Die Chancen dafür stehen aber schlecht. Richterin Reske weist auf Urteile des Bundesgerichtshofs hin: Demnach ist ein Entschädigungsanspruch nicht vererbbar. Schließlich gehe es darum, dem Geschädigten Genugtuung zu verschaffen, und das sei nur möglich, solange er noch lebe.

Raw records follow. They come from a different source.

use crate::dom::{self, Listener};
use glam::Vec2;
use mascot_core::Mascot;
use std::cell::RefCell;
use std::rc::Rc;
use wasm_bindgen::JsCast;
use web_sys as web;

#[derive(Clone)]
pub struct PointerWiring {
    pub window: web::Window,
    pub element: web::HtmlElement,
    pub mascot: Rc<RefCell<Mascot>>,
}

pub fn wire_pointer_handlers(w: &PointerWiring) -> anyhow::Result<Vec<Listener>> {
    Ok(vec![
        wire_pointermove(w)?,
        wire_hover(w, "pointerenter", true)?,
        wire_hover(w, "pointerleave", false)?,
        wire_resize(w)?,
    ])
}

fn wire_pointermove(w: &PointerWiring) -> anyhow::Result<Listener> {
    let mascot = w.mascot.clone();
    Listener::new(w.window.as_ref(), "pointermove", false, move |ev| {
        let Some(ev) = ev.dyn_ref::<web::MouseEvent>() else {
            return;
        };
        let pointer = Vec2::new(ev.client_x() as f32, ev.client_y() as f32);
        mascot.borrow_mut().pointer_moved(pointer);
    })
}

fn wire_hover(w: &PointerWiring, kind: &'static str, hovered: bool) -> anyhow::Result<Listener> {
    let mascot = w.mascot.clone();
    Listener::new(w.element.as_ref(), kind, false, move |_| {
        mascot.borrow_mut().set_hovered(hovered);
    })
}

fn wire_resize(w: &PointerWiring) -> anyhow::Result<Listener> {
    let mascot = w.mascot.clone();
    let window = w.window.clone();
    Listener::new(w.window.as_ref(), "resize", false, move |_| {
        let viewport = dom::viewport(&window);
        log::debug!("[mascot] resize {}x{}", viewport.width, viewport.height);
        mascot.borrow_mut().set_viewport(viewport);
    })
}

Kohl-Richters Anwälte betrachten den „Kanzler der Einheit“ jedoch nicht als gewöhnlichen Sterblichen, sondern als „absolute Person der Zeitgeschichte von herausragender Bedeutung“. Deshalb gälten für ihn andere Maßstäbe. Doch Reske muss sie enttäuschen. Direkt an Kohl-Richter gewandt, sagt sie: „Das sehen wir so nicht unbedingt.“ Es gebe kein Sonderrecht für historische Persönlichkeiten.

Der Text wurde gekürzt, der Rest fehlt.